The future of work
In a rapidly changing world, we look at the skills that will shape the workforce of 2030
This article is taken from Distinction – the Chevening Magazine
Illustrations by Mohamed Sabaaneh, a 2019 Chevening Scholar from the Occupied Palestinian Territories
Words by Thomas Nugent
Before the COVID-19 pandemic, discussions on the future of work focused on trends that would shape the workforce of 2030 and beyond. The pandemic rapidly accelerated some of these trends, condensing a decade of change into a few months.
INTEGRAL HUMAN SKILLS
COVID-19 forced many to work from home. More than a third of companies in the US think that 40% or more of the switch to remote work will be permanent, according to a National Bureau of Economic Research paper. For workers, developing digital empathy, the ability to build relationships and lead in a virtual space, will be key. Even before the pandemic, McKinsey Global Institute (MGI) research predicted that by 2030 the time workers spend using advanced technological skills would have increased by 50% in the United States, and 41% in Europe. Now, that percentage is likely higher. ‘If adoption of automation does accelerate due to COVID-19, then we could expect an acceleration of the retraining requirements that go with it,’ says Susan Lund, a partner at the McKinsey Global Institute. According to Terence Tse, a professor at ESCP Europe Business School, acquiring hard tech skills is only half the solution. ‘There is a general misconception that quantitative skills and a computer science background will be the best skills to be had,’ Terence explains. ‘But I believe that human skills –empathy, people, and communication– will allow people to stand out.’
DEGREES IN DEMAND
The World Economic Forum’s Jobs of Tomorrow report stated at the start of 2020 that in the next three years, 37% of jobs in emerging professions will be in the care economy; 17% in sales, marketing, and content; and 16% in data and AI. New roles will likely emerge in the wake of data privacy and workers rights issues at big tech firms like Facebook, Google, and Amazon. The pandemic has also spawned new health and safety roles, which may become the norm in many companies. Chevening data shows that even before the pandemic, the most popular degree types among Chevening scholars in 2019 reflected areas undergoing massive change. They were business administration (188 scholars), public policy, social policy, public administration, or public management (157 scholars), and engineering (126 scholars).

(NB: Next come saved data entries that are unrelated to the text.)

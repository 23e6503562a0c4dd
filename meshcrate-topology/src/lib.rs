//! Mesh topology for meshcrate
//!
//! This crate builds the adjacency tables of a triangle mesh and the
//! topology decisions derived from them:
//! - Vertex/edge/face adjacency from a flat index buffer
//! - Hard edge classification by dihedral angle or smoothing masks
//! - Per-vertex smoothing groups (the "cylinder problem")
//! - Vertex splitting across hard edges

pub mod adjacency;
pub mod hard_edges;
pub mod smoothing;
pub mod split;

pub use adjacency::*;
pub use hard_edges::*;
pub use smoothing::*;
pub use split::*;
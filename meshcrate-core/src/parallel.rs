//! Fork-join parallelism for per-face and per-vertex work
//!
//! Every parallel region is a pure map from an index range to an output
//! vector; results come back in index order, so a parallel run and a
//! sequential run produce the same output. Pool configuration is passed per
//! call rather than stored globally.

use crate::error::Result;
use rayon::prelude::*;
use rayon::ThreadPoolBuilder;
use serde::{Deserialize, Serialize};

/// Thread pool configuration for parallel processing
#[derive(Debug, Clone, PartialEq, Eq, Serialize, Deserialize)]
pub struct ParallelConfig {
    /// Enable parallel processing (can be disabled for debugging)
    pub enabled: bool,
    /// Number of threads to use (None = rayon's global pool)
    pub num_threads: Option<usize>,
    /// Inputs shorter than this run sequentially
    pub min_parallel_len: usize,
}

impl Default for ParallelConfig {
    fn default() -> Self {
        Self {
            enabled: true,
            num_threads: None,
            min_parallel_len: 256,
        }
    }
}

impl ParallelConfig {
    /// Configuration that never spawns work onto other threads
    pub fn sequential() -> Self {
        Self {
            enabled: false,
            ..Self::default()
        }
    }

    /// Set number of threads
    pub fn with_threads(mut self, num_threads: usize) -> Self {
        self.num_threads = Some(num_threads);
        self
    }

    /// Enable or disable parallel processing
    pub fn with_enabled(mut self, enabled: bool) -> Self {
        self.enabled = enabled;
        self
    }

    pub fn with_min_parallel_len(mut self, len: usize) -> Self {
        self.min_parallel_len = len;
        self
    }

    fn runs_parallel(&self, len: usize) -> bool {
        self.enabled && len >= self.min_parallel_len
    }

    /// Run `op` inside a dedicated pool when `num_threads` is set
    ///
    /// The pool lives only for the duration of the call.
    pub fn install<F, R>(&self, op: F) -> Result<R>
    where
        F: FnOnce() -> R + Send,
        R: Send,
    {
        match self.num_threads {
            Some(num_threads) if self.enabled => {
                log::debug!("Building a {}-thread pool for this call", num_threads);
                let pool = ThreadPoolBuilder::new()
                    .num_threads(num_threads)
                    .thread_name(|index| format!("meshcrate-{}", index))
                    .build()?;
                Ok(pool.install(op))
            }
            _ => Ok(op()),
        }
    }

    /// Map every index in `0..len` through `f`, preserving order
    pub fn map_range<U, F>(&self, len: usize, f: F) -> Vec<U>
    where
        U: Send,
        F: Fn(usize) -> U + Sync + Send,
    {
        if !self.runs_parallel(len) {
            return (0..len).map(f).collect();
        }
        (0..len).into_par_iter().map(f).collect()
    }

    /// Parallel map over a slice, preserving order
    pub fn map<T, U, F>(&self, data: &[T], f: F) -> Vec<U>
    where
        T: Sync,
        U: Send,
        F: Fn(&T) -> U + Sync + Send,
    {
        if !self.runs_parallel(data.len()) {
            return data.iter().map(f).collect();
        }
        data.par_iter().map(f).collect()
    }
}
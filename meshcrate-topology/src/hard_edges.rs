//! Hard edge classification
//!
//! An edge is hard when normals must not be blended across it. Edges are
//! classified either by the dihedral angle between their two faces or, for
//! legacy interchange data, by intersecting per-face smoothing-group masks.
//! Boundary and non-manifold edges are never merge candidates and are left
//! "not hard".

use crate::adjacency::{AdjacencyIndex, AdjacentFaces};
use meshcrate_core::{try_normalize, EdgeId, Error, FaceId, Result, Vector3f};
use std::f32::consts::PI;

/// Counters from one classification pass
#[derive(Debug, Clone, Copy, Default, PartialEq, Eq)]
pub struct ClassificationReport {
    pub hard_edges: usize,
    pub soft_edges: usize,
    pub boundary_edges: usize,
    pub non_manifold_edges: usize,
}

/// Decide per edge whether it is hard or soft
#[derive(Debug, Clone, Copy, PartialEq)]
pub struct HardEdgeClassifier {
    hard_angle: f32,
}

/// Angle in radians between two unit normals
pub fn dihedral_angle(n0: &Vector3f, n1: &Vector3f) -> f32 {
    n0.dot(n1).clamp(-1.0, 1.0).acos()
}

enum EdgeFaces {
    Interior(FaceId, FaceId),
    Boundary,
    NonManifold,
}

fn edge_faces(adjacency: &AdjacencyIndex, edge: EdgeId) -> EdgeFaces {
    match adjacency.find_adjacent_faces(edge) {
        AdjacentFaces { manifold: false, .. } => EdgeFaces::NonManifold,
        AdjacentFaces {
            faces: [Some(a), Some(b)],
            ..
        } => EdgeFaces::Interior(a, b),
        _ => EdgeFaces::Boundary,
    }
}

fn check_face_stream(adjacency: &AdjacencyIndex, name: &str, len: usize) -> Result<()> {
    if len != adjacency.face_count() {
        return Err(Error::InvalidInput(format!(
            "{} count mismatch: {} entries for {} faces",
            name,
            len,
            adjacency.face_count()
        )));
    }
    Ok(())
}

/// Dihedral angle of an interior edge, `None` when either face has no normal
fn interior_angle(face_normals: &[Vector3f], a: FaceId, b: FaceId) -> Option<f32> {
    let n0 = try_normalize(&face_normals[a.index()])?;
    let n1 = try_normalize(&face_normals[b.index()])?;
    Some(dihedral_angle(&n0, &n1))
}

/// Shared classification loop; `is_hard` decides interior edges
fn classify_with<F>(
    adjacency: &mut AdjacencyIndex,
    face_normals: &[Vector3f],
    mut is_hard: F,
) -> ClassificationReport
where
    F: FnMut(FaceId, FaceId, Option<f32>) -> bool,
{
    let mut report = ClassificationReport::default();
    for e in 0..adjacency.edge_count() {
        let edge = EdgeId::from(e);
        let (hard, sharpness) = match edge_faces(adjacency, edge) {
            EdgeFaces::Interior(a, b) => {
                let angle = interior_angle(face_normals, a, b);
                let hard = is_hard(a, b, angle);
                if hard {
                    report.hard_edges += 1;
                } else {
                    report.soft_edges += 1;
                }
                (hard, angle.map_or(0.0, |angle| angle / PI))
            }
            EdgeFaces::Boundary => {
                report.boundary_edges += 1;
                (false, 1.0)
            }
            EdgeFaces::NonManifold => {
                report.non_manifold_edges += 1;
                (false, 1.0)
            }
        };
        adjacency.set_hard(edge, hard);
        adjacency.set_crease_sharpness(edge, sharpness);
    }
    report
}

impl HardEdgeClassifier {
    /// Create a classifier with a threshold in radians
    pub fn new(hard_angle_radians: f32) -> Self {
        Self {
            hard_angle: hard_angle_radians,
        }
    }

    pub fn from_degrees(hard_angle_degrees: f32) -> Self {
        Self::new(hard_angle_degrees.to_radians())
    }

    pub fn hard_angle(&self) -> f32 {
        self.hard_angle
    }

    /// Classify every edge by dihedral angle (mode A)
    ///
    /// An interior edge is hard iff the angle between its face normals is at
    /// least the threshold. Edges touching a face without a normal
    /// (zero-area triangles) stay soft.
    pub fn classify_by_angle(
        &self,
        adjacency: &mut AdjacencyIndex,
        face_normals: &[Vector3f],
    ) -> Result<ClassificationReport> {
        check_face_stream(adjacency, "Face normal", face_normals.len())?;
        let hard_angle = self.hard_angle;
        let report = classify_with(adjacency, face_normals, |_, _, angle| {
            angle.is_some_and(|angle| angle >= hard_angle)
        });
        log::debug!(
            "Classified {} hard and {} soft edges at {:.1} degrees",
            report.hard_edges,
            report.soft_edges,
            hard_angle.to_degrees()
        );
        Ok(report)
    }
}

/// Classify every edge by smoothing-group masks (mode B)
///
/// Two faces share a soft edge iff their masks intersect. `face_normals`
/// only feeds the crease sharpness used to rank soft edges.
pub fn classify_by_smoothing_groups(
    adjacency: &mut AdjacencyIndex,
    masks: &[u32],
    face_normals: &[Vector3f],
) -> Result<ClassificationReport> {
    check_face_stream(adjacency, "Smoothing mask", masks.len())?;
    check_face_stream(adjacency, "Face normal", face_normals.len())?;
    let report = classify_with(adjacency, face_normals, |a, b, _| {
        masks[a.index()] & masks[b.index()] == 0
    });
    log::debug!(
        "Classified {} hard and {} soft edges from smoothing groups",
        report.hard_edges,
        report.soft_edges
    );
    Ok(report)
}

/// Smoothing masks derived from the current hard edges
#[derive(Debug, Clone, PartialEq, Eq)]
pub struct SmoothingMasks {
    /// One mask per face
    pub masks: Vec<u32>,
    /// Number of soft-connected regions found
    pub region_count: usize,
    /// True when 32 bits were not enough and some neighbours share bit 0
    pub overflowed: bool,
}

/// Convert hard edges into per-face smoothing-group masks
///
/// Faces connected through soft edges form a region; each region gets one
/// bit chosen greedily so that no region shares a bit with a region it meets
/// across a hard edge. A hard edge between two faces of the same region
/// (a seam inside a soft loop) cannot be expressed with masks and becomes
/// soft on the way back.
pub fn smoothing_masks_from_hard_edges(adjacency: &AdjacencyIndex) -> SmoothingMasks {
    const UNASSIGNED: usize = usize::MAX;
    let face_count = adjacency.face_count();
    let mut region_of = vec![UNASSIGNED; face_count];
    let mut region_count = 0;
    let mut queue = Vec::new();

    for seed in 0..face_count {
        if region_of[seed] != UNASSIGNED {
            continue;
        }
        region_of[seed] = region_count;
        queue.push(FaceId::from(seed));
        while let Some(face) = queue.pop() {
            for edge in adjacency.face_edges(face) {
                if let Some((a, b)) = adjacency.soft_pair(edge) {
                    let next = if a == face { b } else { a };
                    if region_of[next.index()] == UNASSIGNED {
                        region_of[next.index()] = region_count;
                        queue.push(next);
                    }
                }
            }
        }
        region_count += 1;
    }

    let mut neighbours: Vec<Vec<usize>> = vec![Vec::new(); region_count];
    for edge in adjacency.hard_edges() {
        if let Some((a, b)) = adjacency.find_adjacent_faces(edge).pair() {
            let (ra, rb) = (region_of[a.index()], region_of[b.index()]);
            if ra != rb {
                neighbours[ra].push(rb);
                neighbours[rb].push(ra);
            }
        }
    }

    let mut region_masks = vec![0u32; region_count];
    let mut overflowed = false;
    for region in 0..region_count {
        let used = neighbours[region]
            .iter()
            .fold(0u32, |used, &other| used | region_masks[other]);
        let bit = (!used).trailing_zeros();
        region_masks[region] = if bit < 32 {
            1 << bit
        } else {
            overflowed = true;
            1
        };
    }

    if overflowed {
        log::warn!("Smoothing group coloring ran out of bits for {} regions", region_count);
    }

    SmoothingMasks {
        masks: region_of.iter().map(|&region| region_masks[region]).collect(),
        region_count,
        overflowed,
    }
}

We’ve already seen cashier jobs disappear, and travel agents made redundant. Manufacturing and warehouse jobs are also at risk – JD.com in China already has warehouses fully automated by robots. This shift will continue, and though many jobs will be replaced by technology, tech can also complement human workers. Although more work can be done from home, components like on boarding, job training, and negotiation are likely to still take place in the office. There will be growing pains. The main challenges of remote work include technical infrastructure problems, employee burnout, coaching and performance management, and data security, according to a survey of executives conducted by the McKinsey Corporate Business Functions practice.
EARLY WARNING SYSTEM
The next half of the population to come online live in the developing world. As telecom networks roll out across developing nations there will be new roles in the management of online banking and internet moderation. What doesn’t change is the necessity of lifelong learning and reskilling. Investment in education and utilising technology for reskilling will be the difference between a workforce that thrives and one that is left behind. ‘Increased access to high quality, critical skills training will be essential to enabling success for developing nations in the changing economy. Governments, companies, and universities in developing nations must embrace lifelong learning,’ says Leah Belsky, Chief Enterprise Officer at Coursera. These shifts – accelerated by the pandemic – have the potential to usher in a bright future of work, promising enhanced flexibility and wellbeing. Successfully adapting to the new ‘normal’ will require a balance between implementing the new world of work and avoiding unequal outcomes. Workers must be allowed to retrain and upskill. The future of work has arrived, and the opportunities it presents shouldn’t be missed.